2.9 Western Blot Analysis
Total protein was extracted from the liver tissues as follows. The tissues were homogenized and lysed using radioimmunoprecipitation assay (RIPA) lysis buffer containing protease inhibitor, phosphatase inhibitor, and phenylmethanesulfonyl fluoride (KeyGEN Biotech). The concentration of each extracted protein solution was then measured using a Bradford protein quantitative assay with Coomassie brilliant blue G-250 (Solarbio Science & Technology). Protein samples were prepared at a concentration of 1 µg/µl and denatured at 100°C for 5 min in loading buffer (Solarbio Science & Technology).
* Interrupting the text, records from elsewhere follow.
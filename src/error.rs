//! Error types for invoke, stream and transport operations.

use std::fmt;

use crate::tag::Tag;

/// Error surfaced to the caller of an invoke or stream invoke.
#[derive(Debug, Clone, PartialEq, Eq, thiserror::Error)]
pub enum InvokeError {
    /// Nothing in the context would receive the request.
    #[error("No invoke handler for event: {0}")]
    NoHandler(Tag),
    /// The handler ran and reported a failure.
    #[error("{message}")]
    Handler { message: String },
    /// Request could not be serialized.
    #[error("encode failed: {0}")]
    EncodeFailed(String),
    /// Response could not be deserialized into the expected type.
    #[error("decode failed: {0}")]
    DecodeFailed(String),
    /// No reply arrived within the caller's deadline.
    #[error("invoke timed out after {0:?}")]
    Timeout(std::time::Duration),
    /// The invoker was dropped before the call settled.
    #[error("invoke channel closed before a reply arrived")]
    Closed,
    /// Batch registration got event and handler maps with different keys.
    #[error("event and handler keys differ (missing handlers: {missing_handlers:?}, missing events: {missing_events:?})")]
    MismatchedKeys {
        missing_handlers: Vec<String>,
        missing_events: Vec<String>,
    },
}

impl InvokeError {
    /// The message carried by a handler failure, if this is one.
    pub fn handler_message(&self) -> Option<&str> {
        match self {
            InvokeError::Handler { message } => Some(message),
            _ => None,
        }
    }
}

/// Error a handler hands back to the invoke layer.
///
/// Handlers may return any `Display` error; it is flattened into this type
/// before it crosses the event boundary.
#[derive(Debug, Clone, PartialEq, Eq)]
pub struct HandlerError {
    message: String,
}

impl HandlerError {
    pub fn new(message: impl Into<String>) -> Self {
        Self {
            message: message.into(),
        }
    }

    pub fn from_display(err: impl fmt::Display) -> Self {
        Self::new(err.to_string())
    }

    pub fn message(&self) -> &str {
        &self.message
    }
}

impl fmt::Display for HandlerError {
    fn fmt(&self, f: &mut fmt::Formatter<'_>) -> fmt::Result {
        f.write_str(&self.message)
    }
}

impl std::error::Error for HandlerError {}

impl From<HandlerError> for InvokeError {
    fn from(err: HandlerError) -> Self {
        InvokeError::Handler {
            message: err.message,
        }
    }
}

/// Failure inside a transport adapter.
#[derive(Debug, thiserror::Error)]
pub enum TransportError {
    /// Wire data could not be parsed into an envelope.
    #[error("malformed envelope: {0}")]
    Malformed(#[from] serde_json::Error),
    /// The peer side of the transport is gone.
    #[error("transport disconnected: {0}")]
    Disconnected(String),
    /// Other transport failure.
    #[error("transport error: {0}")]
    Other(String),
}
//! stream integration tests.

mod support;
mod basic;
mod bridge;
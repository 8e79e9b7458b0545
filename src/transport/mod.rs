//! Bridges between a [`Context`] and a physical channel.
//!
//! Every transport follows the same contract:
//!
//! 1. A listener on [`wire_filter`] serializes each outbound or undirected
//!    event into a [`WireEnvelope`] and hands the text to the channel.
//! 2. Text arriving from the channel is decoded and re-emitted as an
//!    `Inbound` event, which the wire filter never forwards again.
//! 3. Decode and connection failures are emitted on
//!    [`transport_error_event`] instead of escaping the receive callback.
//!
//! Available transports:
//!
//! - [`channel`]: in-process duplex pair over Tokio channels
//! - [`emitter`]: `event_emitter_rs` bridge (requires "emitter" feature)
//! - [`ws`]: axum WebSocket hub (requires "ws" feature)

pub mod channel;
#[cfg(feature = "emitter")]
pub mod emitter;
#[cfg(feature = "ws")]
pub mod ws;

use std::sync::atomic::{AtomicUsize, Ordering};
use std::sync::Arc;
use std::time::{SystemTime, UNIX_EPOCH};

use serde::{Deserialize, Serialize};
use serde_json::{json, Value};
use tokio::sync::oneshot;
use tokio::task::JoinHandle;

use crate::context::{Context, ListenerId, WeakContext};
use crate::error::TransportError;
use crate::event::{Event, EventKind};
use crate::matcher::{and, match_by, outbound_filter, MatchExpression};
use crate::tag::{generate_id, Tag};

/// Tag of the event carrying transport failures. Body: `{"error": String}`.
pub const TRANSPORT_ERROR: &str = "eventa:transport:error";
/// Tag of the event emitted when a peer connects. Body: `{"id": String}`.
pub const PEER_CONNECTED: &str = "eventa:transport:connected";
/// Tag of the event emitted when a peer disconnects. Body: `{"id": String}`.
pub const PEER_DISCONNECTED: &str = "eventa:transport:disconnected";

pub fn transport_error_event() -> Event {
    Event::new(TRANSPORT_ERROR).with_kind(EventKind::TransportError)
}

pub fn peer_connected_event() -> Event {
    Event::new(PEER_CONNECTED).with_kind(EventKind::PeerConnected)
}

pub fn peer_disconnected_event() -> Event {
    Event::new(PEER_DISCONNECTED).with_kind(EventKind::PeerDisconnected)
}

/// Events a transport writes to the wire: outbound or undirected, and not
/// one of the transport's own local notifications.
pub fn wire_filter() -> MatchExpression {
    and([
        outbound_filter(),
        match_by(|event| {
            !matches!(
                event.kind,
                Some(EventKind::TransportError | EventKind::PeerConnected | EventKind::PeerDisconnected)
            )
        }),
    ])
}

/// Body of a wire envelope.
#[derive(Debug, Clone, PartialEq, Serialize, Deserialize)]
pub struct WirePayload {
    #[serde(default)]
    pub body: Value,
}

/// What travels over the wire: `{"id", "type", "payload": {"body"}, "timestamp"}`.
#[derive(Debug, Clone, PartialEq, Serialize, Deserialize)]
pub struct WireEnvelope {
    pub id: String,
    #[serde(rename = "type")]
    pub tag: Tag,
    pub payload: WirePayload,
    /// Milliseconds since the Unix epoch at encoding time.
    #[serde(default)]
    pub timestamp: u64,
}

impl WireEnvelope {
    pub fn from_event(event: &Event) -> Self {
        let timestamp = SystemTime::now()
            .duration_since(UNIX_EPOCH)
            .map(|elapsed| elapsed.as_millis() as u64)
            .unwrap_or_default();
        Self {
            id: generate_id(),
            tag: event.id.clone(),
            payload: WirePayload {
                body: event.body.clone().unwrap_or(Value::Null),
            },
            timestamp,
        }
    }

    pub fn encode(&self) -> Result<String, TransportError> {
        Ok(serde_json::to_string(self)?)
    }

    pub fn decode(text: &str) -> Result<Self, TransportError> {
        Ok(serde_json::from_str(text)?)
    }

    /// Re-emit the carried event on `ctx`, marked inbound.
    pub fn emit_inbound(self, ctx: &Context) {
        ctx.emit_inbound(self.tag, self.payload.body);
    }
}

/// Decode wire text and re-emit it inbound, reporting failures on `ctx`.
pub(crate) fn receive_text(ctx: &Context, text: &str) -> Result<(), TransportError> {
    match WireEnvelope::decode(text) {
        Ok(envelope) => {
            envelope.emit_inbound(ctx);
            Ok(())
        }
        Err(e) => {
            report_error(ctx, &e);
            Err(e)
        }
    }
}

pub(crate) fn report_error(ctx: &Context, error: &TransportError) {
    tracing::warn!(error = %error, "transport failure");
    ctx.emit(&transport_error_event(), json!({ "error": error.to_string() }));
}

/// Message counts for one attached transport.
#[derive(Debug, Default, Clone, Copy, PartialEq, Eq)]
pub struct TransportStats {
    /// Envelopes handed to the channel.
    pub sent: usize,
    /// Envelopes decoded and re-emitted.
    pub received: usize,
    /// Envelopes that failed to encode, send or decode.
    pub failed: usize,
}

#[derive(Debug, Default)]
pub(crate) struct StatsCounter {
    sent: AtomicUsize,
    received: AtomicUsize,
    failed: AtomicUsize,
}

impl StatsCounter {
    pub fn sent(&self) {
        self.sent.fetch_add(1, Ordering::Relaxed);
    }

    pub fn received(&self) {
        self.received.fetch_add(1, Ordering::Relaxed);
    }

    pub fn failed(&self) {
        self.failed.fetch_add(1, Ordering::Relaxed);
    }

    pub fn snapshot(&self) -> TransportStats {
        TransportStats {
            sent: self.sent.load(Ordering::Relaxed),
            received: self.received.load(Ordering::Relaxed),
            failed: self.failed.load(Ordering::Relaxed),
        }
    }
}

/// Handle to an attached transport. Drop or call `stop()` to detach.
pub struct TransportHandle {
    ctx: WeakContext,
    filter: MatchExpression,
    listener: ListenerId,
    stats: Arc<StatsCounter>,
    stop_tx: Option<oneshot::Sender<()>>,
    task: Option<JoinHandle<()>>,
    detach: Option<Box<dyn FnOnce() + Send>>,
}

impl std::fmt::Debug for TransportHandle {
    fn fmt(&self, f: &mut std::fmt::Formatter<'_>) -> std::fmt::Result {
        f.debug_struct("TransportHandle")
            .field("filter", &self.filter)
            .field("stats", &self.stats.snapshot())
            .finish_non_exhaustive()
    }
}

impl TransportHandle {
    pub(crate) fn new(
        ctx: &Context,
        filter: MatchExpression,
        listener: ListenerId,
        stats: Arc<StatsCounter>,
    ) -> Self {
        Self {
            ctx: ctx.downgrade(),
            filter,
            listener,
            stats,
            stop_tx: None,
            task: None,
            detach: None,
        }
    }

    pub(crate) fn with_task(mut self, stop_tx: oneshot::Sender<()>, task: JoinHandle<()>) -> Self {
        self.stop_tx = Some(stop_tx);
        self.task = Some(task);
        self
    }

    #[cfg_attr(not(feature = "emitter"), allow(dead_code))]
    pub(crate) fn with_detach(mut self, detach: impl FnOnce() + Send + 'static) -> Self {
        self.detach = Some(Box::new(detach));
        self
    }

    /// Counts so far.
    pub fn stats(&self) -> TransportStats {
        self.stats.snapshot()
    }

    /// Detach from the context and the channel, wait for the reader to
    /// finish, and return final counts.
    pub async fn stop(mut self) -> TransportStats {
        self.shutdown();
        if let Some(task) = self.task.take() {
            let _ = task.await;
        }
        self.stats.snapshot()
    }

    /// Detach without waiting for the reader.
    pub fn signal_stop(&mut self) {
        self.shutdown();
    }

    fn shutdown(&mut self) {
        if let Some(ctx) = self.ctx.upgrade() {
            ctx.remove_listener(&self.filter, self.listener);
        }
        if let Some(stop_tx) = self.stop_tx.take() {
            let _ = stop_tx.send(());
        }
        if let Some(detach) = self.detach.take() {
            detach();
        }
    }
}

impl Drop for TransportHandle {
    fn drop(&mut self) {
        self.shutdown();
    }
}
The proteins were loaded onto 10% sodium dodecyl sulfate polyacrylamide gel electrophoresis (SDS-PAGE) gels and separated according to their molecular weights. They were then transferred onto methanol-soaked 0.45-μm polyvinylidene fluoride membranes (Millipore, Bedford, MA, USA). These membranes were then blocked using Blocking-One solution (Nacalai Tesque, Kyoto, Japan) for 1 h and then incubated with primary antibodies against the following proteins: ATP-citrate lyase (ACLY; #13390; Cell Signaling Technology, USA), acetyl-CoA carboxylase (ACC; #3676; Cell Signaling Technology), fatty acid synthase (FAS; #3180; Cell Signaling Technology), stearoyl-CoA desaturase 1 (SCD1; #2794; Cell Signaling Technology), CPT1A (ab234111; Abcam), and β-actin (#4970; Cell Signaling Technology) at 4°C overnight. After washing with Tris-buffered saline with Tween 20 (TBST; Beijing Applygen Technologies, Beijing, China), the membranes were incubated with HRP-conjugated AffiniPure goat anti-rabbit IgG secondary antibody (Proteintech Group, Rosemont, IL, USA) for 1 h and washed with TBST again. Enhanced chemiluminescence (ECL) reagent (Solarbio Science & Technology) was reacted with the HRP to generate fluorescence. The gray values of the protein bands were calculated by normalization to the endogenous control protein β-actin.
2.10 Statistical Analysis
All data are presented as mean ± standard deviation (SD). SPSS 23.0 software (SPSS, Chicago, IL, USA) was used for statistical analysis. Normally distributed data were compared between two groups using Student’s t-test. Normally distributed data were compared between three or more groups using one-way analysis of variance (ANOVA) followed by the least significant difference (LSD) test for groups with equal variances or Dunnett’s test for groups with unequal variances. Non-normally distributed data were compared between two groups using the Mann–Whitney U test. Non-normally distributed data were compared between three or more groups using the nonparametric Kruskal–Wallis test. A statistically significant difference was defined as p < 0.05 or p < 0.01.